As soon as it reaches a full rolling boil, reduce the heat to a simmer and let it simmer gently for 4 minutes. To clarify further, you will not be boiling them hard for 4 minutes, you will bring them to a boil then drop the heat and simmer.
Many, many people have asked me whether they messed up the recipe because their peppers look all shriveled after simmering them in the syrup, packing them in jars, and canning them. The short answer is no.
But truly they WILL look shriveled when you jar them up if you’ve simmered them properly. They will re-plump as they spend their 4 weeks of rest time in the jar between processing and opening.
Yes, I said 4 weeks.
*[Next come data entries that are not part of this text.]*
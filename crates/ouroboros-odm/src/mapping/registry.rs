//! Mapping registry
//!
//! The [`Mapper`] owns validated descriptors keyed by type. A descriptor is
//! built on first use, checked against every [`ClassConstraint`] and cached
//! only when no FATAL violation was found.
//!
//! Each type has its own slot guarded by a mutex, so exactly one build runs
//! per type at a time. Callers that were already waiting when a build failed
//! receive that same failure; callers arriving later try again.

use std::any::TypeId;
use std::collections::HashMap;
use std::sync::atomic::{AtomicU64, AtomicUsize, Ordering};
use std::sync::Arc;

use bson::{Bson, Document};
use once_cell::sync::Lazy;
use parking_lot::Mutex;

use crate::codec::{Decoder, Encoder};
use crate::config::MapperOptions;
use crate::convert;
use crate::datastore::ReferenceFetcher;
use crate::key::Key;
use crate::lifecycle::{self, OperationContext, Stage};
use crate::mapping::descriptor::{Entity, TypeDescriptor};
use crate::mapping::validation::{default_constraints, ClassConstraint, ConstraintViolation};
use crate::query::{DeclaredType, FilterOperator, QueryValidators, Validation};
use crate::{OdmError, Result};

#[derive(Default)]
struct SlotState {
    descriptor: Option<Arc<TypeDescriptor>>,
    // failure generation and the error it produced
    last_failure: Option<(u64, OdmError)>,
}

#[derive(Default)]
struct Slot {
    failures: AtomicU64,
    state: Mutex<SlotState>,
}

/// Registry of validated type descriptors
pub struct Mapper {
    options: MapperOptions,
    slots: Mutex<HashMap<TypeId, Arc<Slot>>>,
    constraints: Vec<Arc<dyn ClassConstraint>>,
    query_validators: QueryValidators,
    builds: AtomicUsize,
}

static GLOBAL_MAPPER: Lazy<Mapper> = Lazy::new(Mapper::new);

impl Default for Mapper {
    fn default() -> Self {
        Self::new()
    }
}

impl Mapper {
    pub fn new() -> Self {
        Self::with_options(MapperOptions::default())
    }

    pub fn with_options(options: MapperOptions) -> Self {
        let mut query_validators = QueryValidators::default();
        query_validators.set_warn_on_reject(options.warn_on_rejected_query);
        Self {
            options,
            slots: Mutex::new(HashMap::new()),
            constraints: default_constraints(),
            query_validators,
            builds: AtomicUsize::new(0),
        }
    }

    /// Process-wide registry with default options
    pub fn global() -> &'static Mapper {
        &GLOBAL_MAPPER
    }

    pub fn options(&self) -> &MapperOptions {
        &self.options
    }

    /// Install an additional rule; applies to types registered afterwards
    pub fn add_constraint<C: ClassConstraint + 'static>(&mut self, constraint: C) {
        self.constraints.push(Arc::new(constraint));
    }

    pub fn query_validators(&self) -> &QueryValidators {
        &self.query_validators
    }

    pub fn query_validators_mut(&mut self) -> &mut QueryValidators {
        &mut self.query_validators
    }

    // =====================
    // Descriptor cache
    // =====================

    fn slot(&self, type_id: TypeId) -> Arc<Slot> {
        let mut slots = self.slots.lock();
        Arc::clone(slots.entry(type_id).or_default())
    }

    /// Validated descriptor of `T`, building it on first use
    ///
    /// # Errors
    /// Returns [`OdmError::MappingValidation`] listing every FATAL violation.
    /// Nothing is cached on failure.
    pub fn descriptor<T: Entity>(&self) -> Result<Arc<TypeDescriptor>> {
        let slot = self.slot(TypeId::of::<T>());
        let observed = slot.failures.load(Ordering::Acquire);
        let mut state = slot.state.lock();

        if let Some(descriptor) = &state.descriptor {
            return Ok(Arc::clone(descriptor));
        }

        if let Some((generation, error)) = &state.last_failure {
            // the build we waited on failed
            if *generation > observed {
                return Err(error.clone());
            }
        }

        match self.build_validated::<T>() {
            Ok(descriptor) => {
                let descriptor = Arc::new(descriptor);
                state.descriptor = Some(Arc::clone(&descriptor));
                state.last_failure = None;
                tracing::debug!(type_name = descriptor.type_name(), "Cached type descriptor");
                Ok(descriptor)
            }
            Err(error) => {
                let generation = slot.failures.fetch_add(1, Ordering::AcqRel) + 1;
                state.last_failure = Some((generation, error.clone()));
                Err(error)
            }
        }
    }

    fn build_validated<T: Entity>(&self) -> Result<TypeDescriptor> {
        self.builds.fetch_add(1, Ordering::Relaxed);
        let mut descriptor = TypeDescriptor::build::<T>();
        tracing::debug!(
            type_name = descriptor.type_name(),
            fields = descriptor.fields().len(),
            "Built type descriptor"
        );

        let violations = self.run_constraints(&descriptor);
        let (fatal, warnings): (Vec<_>, Vec<_>) =
            violations.into_iter().partition(ConstraintViolation::is_fatal);

        for warning in &warnings {
            tracing::warn!(
                type_name = %warning.type_name,
                field = warning.field.as_deref().unwrap_or(""),
                rule = %warning.rule,
                "{}",
                warning.message
            );
        }

        if !fatal.is_empty() {
            return Err(OdmError::MappingValidation {
                type_name: descriptor.type_name().to_string(),
                violations: fatal,
            });
        }

        descriptor.warnings = warnings;
        Ok(descriptor)
    }

    fn run_constraints(&self, descriptor: &TypeDescriptor) -> Vec<ConstraintViolation> {
        let mut violations = Vec::new();
        for constraint in &self.constraints {
            constraint.check(self, descriptor, &mut violations);
        }
        violations
    }

    /// Register `T` eagerly
    pub fn add_mapped<T: Entity>(&self) -> Result<Arc<TypeDescriptor>> {
        self.descriptor::<T>()
    }

    /// Run every constraint against a fresh build of `T` without caching
    ///
    /// Returns warnings and fatal violations alike.
    pub fn validate<T: Entity>(&self) -> Vec<ConstraintViolation> {
        self.run_constraints(&TypeDescriptor::build::<T>())
    }

    pub fn collection_name<T: Entity>(&self) -> Result<String> {
        Ok(self.descriptor::<T>()?.collection_name())
    }

    pub fn is_mapped<T: Entity>(&self) -> bool {
        let slot = self.slots.lock().get(&TypeId::of::<T>()).cloned();
        slot.map_or(false, |slot| slot.state.lock().descriptor.is_some())
    }

    /// Drop the cached descriptor of `T`; the next use rebuilds it
    pub fn evict<T: Entity>(&self) -> bool {
        let removed = self.slots.lock().remove(&TypeId::of::<T>());
        let evicted = removed.map_or(false, |slot| slot.state.lock().descriptor.is_some());
        if evicted {
            tracing::debug!(type_name = std::any::type_name::<T>(), "Evicted type descriptor");
        }
        evicted
    }

    /// Drop every cached descriptor
    pub fn reset(&self) {
        let mut slots = self.slots.lock();
        tracing::debug!(count = slots.len(), "Resetting mapper");
        slots.clear();
    }

    /// Short names of the types with a cached descriptor
    pub fn mapped_types(&self) -> Vec<&'static str> {
        let slots: Vec<_> = self.slots.lock().values().cloned().collect();
        let mut names: Vec<_> = slots
            .iter()
            .filter_map(|slot| slot.state.lock().descriptor.as_ref().map(|d| d.type_name()))
            .collect();
        names.sort_unstable();
        names
    }

    /// Number of descriptor builds run so far (cache misses)
    pub fn build_count(&self) -> usize {
        self.builds.load(Ordering::Relaxed)
    }

    // =====================
    // Conversion
    // =====================

    /// Convert `entity` to a document without running hooks
    pub fn encode<T: Entity>(&self, entity: &T) -> Result<Document> {
        let descriptor = self.descriptor::<T>()?;
        let mut enc = Encoder::new(self, descriptor.type_name());
        convert::encode_entity(&descriptor, entity, &mut enc)
    }

    /// Convert a document to a `T` without running hooks or resolving
    /// references
    pub fn decode<T: Entity>(&self, document: Document) -> Result<T> {
        let descriptor = self.descriptor::<T>()?;
        let mut dec = Decoder::new(self, None, descriptor.type_name());
        let mut entity = T::default();
        convert::decode_into(&descriptor, &mut entity, document, &mut dec)?;
        Ok(entity)
    }

    /// Run PrePersist hooks, then convert `entity`
    pub fn to_document<T: Entity>(&self, entity: &mut T) -> Result<Document> {
        self.to_document_traced(entity, &mut OperationContext::new())
    }

    /// [`to_document`](Self::to_document) within an existing operation
    pub fn to_document_traced<T: Entity>(&self, entity: &mut T, ctx: &mut OperationContext) -> Result<Document> {
        let descriptor = self.descriptor::<T>()?;
        let mut document = lifecycle::dispatch(&descriptor, Stage::PrePersist, entity, Document::new(), ctx)?;

        let mut enc = Encoder::new(self, descriptor.type_name());
        let encoded = convert::encode_entity(&descriptor, &*entity, &mut enc)?;
        // encoded fields win over keys a hook wrote
        for (key, value) in encoded {
            document.insert(key, value);
        }
        Ok(document)
    }

    /// Run PreLoad hooks, convert, then run PostLoad hooks
    ///
    /// References are left unresolved.
    pub fn from_document<T: Entity>(&self, document: Document) -> Result<T> {
        self.from_document_traced(document, None, &mut OperationContext::new())
    }

    /// [`from_document`](Self::from_document) resolving eager references
    /// through `fetcher`
    pub fn from_document_with<T: Entity>(&self, document: Document, fetcher: &dyn ReferenceFetcher) -> Result<T> {
        self.from_document_traced(document, Some(fetcher), &mut OperationContext::new())
    }

    pub fn from_document_traced<T: Entity>(
        &self,
        document: Document,
        fetcher: Option<&dyn ReferenceFetcher>,
        ctx: &mut OperationContext,
    ) -> Result<T> {
        let descriptor = self.descriptor::<T>()?;
        let mut dec = Decoder::new(self, fetcher, descriptor.type_name());
        convert::load_with_context(&descriptor, document, &mut dec, ctx)
    }

    /// Key of a stored entity
    ///
    /// # Errors
    /// Fails if `T` has no identifier field or the identifier is unset.
    pub fn key_of<T: Entity>(&self, entity: &T) -> Result<Key> {
        let descriptor = self.descriptor::<T>()?;
        let mut enc = Encoder::new(self, descriptor.type_name());
        match convert::identifier(&descriptor, entity, &mut enc)? {
            Some(id) => Ok(Key::new(descriptor.collection_name(), id)),
            None => Err(OdmError::conversion(
                descriptor.type_name(),
                "",
                "entity has no identifier value",
            )),
        }
    }

    /// Check a filter argument against the declared type of `field`
    ///
    /// `field` may be the declared field name or any load-name. Unknown
    /// fields are not checked.
    pub fn check_query_argument<T: Entity>(
        &self,
        field: &str,
        operator: FilterOperator,
        value: &Bson,
    ) -> Result<Validation> {
        let descriptor = self.descriptor::<T>()?;
        let declared = descriptor
            .field(field)
            .filter(|f| !f.is_transient())
            .or_else(|| descriptor.field_by_load_name(field));
        let Some(declared) = declared else {
            tracing::debug!(type_name = descriptor.type_name(), field, "Query on unmapped field");
            return Ok(Validation::Unchecked);
        };

        let validation = self
            .query_validators
            .validate(&DeclaredType::from(declared), operator, value);
        Ok(validation)
    }
}

impl std::fmt::Debug for Mapper {
    fn fmt(&self, f: &mut std::fmt::Formatter<'_>) -> std::fmt::Result {
        f.debug_struct("Mapper")
            .field("options", &self.options)
            .field("constraints", &self.constraints.len())
            .field("builds", &self.build_count())
            .finish()
    }
}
My husband has been known to crack a jar at the two week mark out of desperation for candied jalapenos, but he will absolutely agree with me that they improve immensely in flavour and texture when left to mellow for at least 4 weeks after processing.
Try to be patient. You’ll be rewarded.
How to serve cowboy candy:
We love candied jalapenos a.k.a. cowboy candy on cream cheese and crackers, obviously… But we also love them in sandwiches, on Bacon Wrapped Hot Dogs, salads, taco soup, tortilla soup, tacos, and pizza. or chopped up in dips!
The sky is the limit. I kind of suspect my husband would eat them on breakfast cereal if he didn’t know I’d wonder about his sanity.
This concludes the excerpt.